Input data:

//! Birthday announcement service
//!
//! Keeps a JSON document of people and announcement slots. The scheduler
//! asks, once per tick, which names are due at the current minute; the
//! template is rendered per person and spoken through TTS.

use crate::scheduler::hooks::BirthdayOracle;
use belfry_common::time::TimeOfDay;
use belfry_common::{Error, Result};
use chrono::{Datelike, NaiveDate, NaiveDateTime};
use serde::{Deserialize, Serialize};
use std::path::PathBuf;
use std::sync::Mutex;
use tracing::warn;

#[derive(Debug, Clone, Serialize, Deserialize, PartialEq)]
pub struct Person {
    pub name: String,
    /// "DD.MM" or "DD.MM.YYYY"
    pub date: String,
}

/// The persisted birthday document.
#[derive(Debug, Clone, Serialize, Deserialize, PartialEq)]
#[serde(default)]
pub struct BirthdayBook {
    pub enabled: bool,
    pub announcement_times: Vec<TimeOfDay>,
    /// `{name}` is substituted per person.
    pub template: String,
    pub people: Vec<Person>,
}

impl Default for BirthdayBook {
    fn default() -> Self {
        Self {
            enabled: true,
            announcement_times: vec![
                TimeOfDay::new(9, 0).unwrap(),
                TimeOfDay::new(12, 0).unwrap(),
            ],
            template: "Today is {name}'s birthday. We wish them a happy birthday!".to_string(),
            people: Vec::new(),
        }
    }
}

#[derive(Debug, Clone, Serialize)]
pub struct UpcomingBirthday {
    pub name: String,
    pub date: String,
    pub days_until: i64,
}

#[derive(Debug, Clone, Serialize)]
pub struct BirthdayStatus {
    pub enabled: bool,
    pub announcement_times: Vec<TimeOfDay>,
    pub template: String,
    pub total_people: usize,
    pub people: Vec<Person>,
    pub todays_birthdays: Vec<Person>,
    pub upcoming_birthdays: Vec<UpcomingBirthday>,
}

pub struct BirthdayService {
    path: PathBuf,
    data: Mutex<BirthdayBook>,
}

/// Normalize a birth date to "DD.MM" or "DD.MM.YYYY".
/// Accepts ISO "YYYY-MM-DD" and already-dotted forms.
fn normalize_date(input: &str) -> Result<String> {
    let input = input.trim();
    if let Ok(date) = NaiveDate::parse_from_str(input, "%Y-%m-%d") {
        return Ok(date.format("%d.%m.%Y").to_string());
    }
    let parts: Vec<&str> = input.split('.').collect();
    let valid = match parts.as_slice() {
        [d, m] => is_day(d) && is_month(m),
        [d, m, y] => is_day(d) && is_month(m) && y.len() == 4 && y.parse::<u16>().is_ok(),
        _ => false,
    };
    if valid {
        Ok(input.to_string())
    } else {
        Err(Error::BadRequest(format!("unrecognized birth date: {}", input)))
    }
}

fn is_day(s: &str) -> bool {
    s.len() == 2 && matches!(s.parse::<u8>(), Ok(1..=31))
}

fn is_month(s: &str) -> bool {
    s.len() == 2 && matches!(s.parse::<u8>(), Ok(1..=12))
}

/// "DD.MM" prefix of a stored date.
fn day_month(date: &str) -> Option<(u8, u8)> {
    let mut parts = date.split('.');
    let day = parts.next()?.parse().ok()?;
    let month = parts.next()?.parse().ok()?;
    Some((day, month))
}

impl BirthdayService {
    pub fn open(path: PathBuf) -> Self {
        let data = match std::fs::read_to_string(&path) {
            Ok(contents) => match serde_json::from_str(&contents) {
                Ok(book) => book,
                Err(e) => {
                    warn!("birthday document {} is malformed: {}", path.display(), e);
                    BirthdayBook::default()
                }
            },
            Err(_) => BirthdayBook::default(),
        };
        Self {
            path,
            data: Mutex::new(data),
        }
    }

    fn save_locked(&self, data: &BirthdayBook) {
        let result = (|| -> Result<()> {
            if let Some(parent) = self.path.parent() {
                std::fs::create_dir_all(parent)?;
            }
            std::fs::write(&self.path, serde_json::to_string_pretty(data)?)?;
            Ok(())
        })();
        if let Err(e) = result {
            warn!("failed to persist birthdays to {}: {}", self.path.display(), e);
        }
    }

    /// Add a person, or update their date if the name already exists
    /// (case-insensitive).
    pub fn add_person(&self, name: &str, birth_date: &str) -> Result<()> {
        let date = normalize_date(birth_date)?;
        let mut data = self.data.lock().unwrap();
        if let Some(person) = data
            .people
            .iter_mut()
            .find(|p| p.name.eq_ignore_ascii_case(name))
        {
            person.date = date;
        } else {
            data.people.push(Person {
                name: name.to_string(),
                date,
            });
        }
        self.save_locked(&data);
        Ok(())
    }

    /// Remove by name (case-insensitive). Returns whether anyone was removed.
    pub fn remove_person(&self, name: &str) -> bool {
        let mut data = self.data.lock().unwrap();
        let before = data.people.len();
        data.people.retain(|p| !p.name.eq_ignore_ascii_case(name));
        let removed = data.people.len() < before;
        if removed {
            self.save_locked(&data);
        }
        removed
    }

    /// Import "name,date" lines; blank lines and `#` comments are skipped.
    /// Returns how many rows were imported.
    pub fn import_csv(&self, content: &str) -> usize {
        let mut imported = 0;
        for line in content.lines() {
            let line = line.trim();
            if line.is_empty() || line.starts_with('#') {
                continue;
            }
            if let Some((name, date)) = line.split_once(',') {
                let name = name.trim();
                if name.is_empty() {
                    continue;
                }
                match self.add_person(name, date.trim()) {
                    Ok(()) => imported += 1,
                    Err(e) => warn!("skipping birthday row {:?}: {}", line, e),
                }
            }
        }
        imported
    }

    pub fn todays_birthdays(&self, today: NaiveDate) -> Vec<Person> {
        let key = (today.day() as u8, today.month() as u8);
        self.data
            .lock()
            .unwrap()
            .people
            .iter()
            .filter(|p| day_month(&p.date) == Some(key))
            .cloned()
            .collect()
    }

    /// Birthdays within the next `days` days, nearest first.
    pub fn upcoming_birthdays(&self, days: i64, today: NaiveDate) -> Vec<UpcomingBirthday> {
        let mut upcoming: Vec<UpcomingBirthday> = Vec::new();
        for person in &self.data.lock().unwrap().people {
            let Some((day, month)) = day_month(&person.date) else {
                continue;
            };
            let Some(mut birthday) =
                NaiveDate::from_ymd_opt(today.year(), month as u32, day as u32)
            else {
                continue;
            };
            if birthday < today {
                let Some(next_year) =
                    NaiveDate::from_ymd_opt(today.year() + 1, month as u32, day as u32)
                else {
                    continue;
                };
                birthday = next_year;
            }
            let days_until = (birthday - today).num_days();
            if days_until <= days {
                upcoming.push(UpcomingBirthday {
                    name: person.name.clone(),
                    date: person.date.clone(),
                    days_until,
                });
            }
        }
        upcoming.sort_by_key(|b| b.days_until);
        upcoming
    }

    /// Names due at an explicit clock reading: the minute must be one of the
    /// configured slots, and the person's birthday must be today.
    pub fn due_at(&self, now: NaiveDateTime) -> Vec<String> {
        let slot_matches = {
            let data = self.data.lock().unwrap();
            data.enabled
                && data
                    .announcement_times
                    .contains(&TimeOfDay::from_datetime(&now))
        };
        if !slot_matches {
            return Vec::new();
        }
        self.todays_birthdays(now.date())
            .into_iter()
            .map(|p| p.name)
            .collect()
    }

    pub fn set_enabled(&self, enabled: bool) {
        let mut data = self.data.lock().unwrap();
        data.enabled = enabled;
        self.save_locked(&data);
    }

    pub fn set_announcement_times(&self, times: Vec<TimeOfDay>) {
        let mut data = self.data.lock().unwrap();
        data.announcement_times = times;
        self.save_locked(&data);
    }

    pub fn set_template(&self, template: String) {
        let mut data = self.data.lock().unwrap();
        data.template = template;
        self.save_locked(&data);
    }

    pub fn all_people(&self) -> Vec<Person> {
        self.data.lock().unwrap().people.clone()
    }

    pub fn status(&self) -> BirthdayStatus {
        let today = chrono::Local::now().date_naive();
        let data = self.data.lock().unwrap().clone();
        BirthdayStatus {
            enabled: data.enabled,
            announcement_times: data.announcement_times.clone(),
            template: data.template.clone(),
            total_people: data.people.len(),
            people: data.people,
            todays_birthdays: self.todays_birthdays(today),
            upcoming_birthdays: self.upcoming_birthdays(7, today),
        }
    }
}

impl BirthdayOracle for BirthdayService {
    fn due_now(&self) -> Vec<String> {
        self.due_at(chrono::Local::now().naive_local())
    }

    fn announcement_text(&self, name: &str) -> String {
        self.data
            .lock()
            .unwrap()
            .template
            .replace("{name}", name)
    }
}

#[cfg(test)]
mod tests {
    use super::*;

    fn service() -> (BirthdayService, tempfile::TempDir) {
        let dir = tempfile::tempdir().unwrap();
        let service = BirthdayService::open(dir.path().join("birthdays.json"));
        (service, dir)
    }

    fn at(date: (i32, u32, u32), time: (u32, u32)) -> NaiveDateTime {
        NaiveDate::from_ymd_opt(date.0, date.1, date.2)
            .unwrap()
            .and_hms_opt(time.0, time.1, 0)
            .unwrap()
    }

    #[test]
    fn date_normalization() {
        assert_eq!(normalize_date("2000-03-07").unwrap(), "07.03.2000");
        assert_eq!(normalize_date("07.03").unwrap(), "07.03");
        assert_eq!(normalize_date("07.03.2000").unwrap(), "07.03.2000");
        assert!(normalize_date("March 7th").is_err());
        assert!(normalize_date("32.01").is_err());
        assert!(normalize_date("01.13").is_err());
    }

    #[test]
    fn add_updates_existing_name_case_insensitively() {
        let (service, _dir) = service();
        service.add_person("Ali Veli", "07.03.1990").unwrap();
        service.add_person("ALI VELI", "08.04.1990").unwrap();
        let people = service.all_people();
        assert_eq!(people.len(), 1);
        assert_eq!(people[0].date, "08.04.1990");
    }

    #[test]
    fn due_at_requires_slot_and_date_match() {
        let (service, _dir) = service();
        service.add_person("Ali", "07.03.1990").unwrap();
        service.add_person("Ayse", "07.03").unwrap();
        service.add_person("Fatma", "08.03").unwrap();

        // default slots are 09:00 and 12:00
        let due = service.due_at(at((2025, 3, 7), (9, 0)));
        assert_eq!(due, vec!["Ali", "Ayse"]);

        assert!(service.due_at(at((2025, 3, 7), (9, 1))).is_empty());
        assert!(service.due_at(at((2025, 3, 8), (9, 0))).is_empty());

        service.set_enabled(false);
        assert!(service.due_at(at((2025, 3, 7), (9, 0))).is_empty());
    }

    #[test]
    fn csv_import_counts_and_skips_comments() {
        let (service, _dir) = service();
        let imported = service.import_csv(
            "# staff birthdays\nAli,07.03.1990\n\nAyse,2000-05-12\nbroken line\nVeli,not a date\n",
        );
        assert_eq!(imported, 2);
        assert_eq!(service.all_people().len(), 2);
    }

    #[test]
    fn upcoming_wraps_into_next_year() {
        let (service, _dir) = service();
        service.add_person("Ali", "02.01").unwrap();
        let upcoming = service.upcoming_birthdays(30, NaiveDate::from_ymd_opt(2025, 12, 20).unwrap());
        assert_eq!(upcoming.len(), 1);
        assert_eq!(upcoming[0].days_until, 13);
    }

    #[test]
    fn template_renders_name() {
        let (service, _dir) = service();
        service.set_template("Cheers, {name}!".to_string());
        assert_eq!(service.announcement_text("Ali"), "Cheers, Ali!");
    }

    #[test]
    fn document_round_trips() {
        let dir = tempfile::tempdir().unwrap();
        let path = dir.path().join("birthdays.json");
        {
            let service = BirthdayService::open(path.clone());
            service.add_person("Ali", "07.03").unwrap();
            service.set_announcement_times(vec![TimeOfDay::new(10, 30).unwrap()]);
        }
        let reloaded = BirthdayService::open(path);
        assert_eq!(reloaded.all_people().len(), 1);
        assert!(reloaded
            .due_at(at((2025, 3, 7), (10, 30)))
            .contains(&"Ali".to_string()));
    }
}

Requirement: Give back exactly the lines from the first line of the records through the line holding "use crate::scheduler::hooks::BirthdayOracle;", including both of those lines and leaving out all others.

Solution:
//! Birthday announcement service
//!
//! Keeps a JSON document of people and announcement slots. The scheduler
//! asks, once per tick, which names are due at the current minute; the
//! template is rendered per person and spoken through TTS.

use crate::scheduler::hooks::BirthdayOracle;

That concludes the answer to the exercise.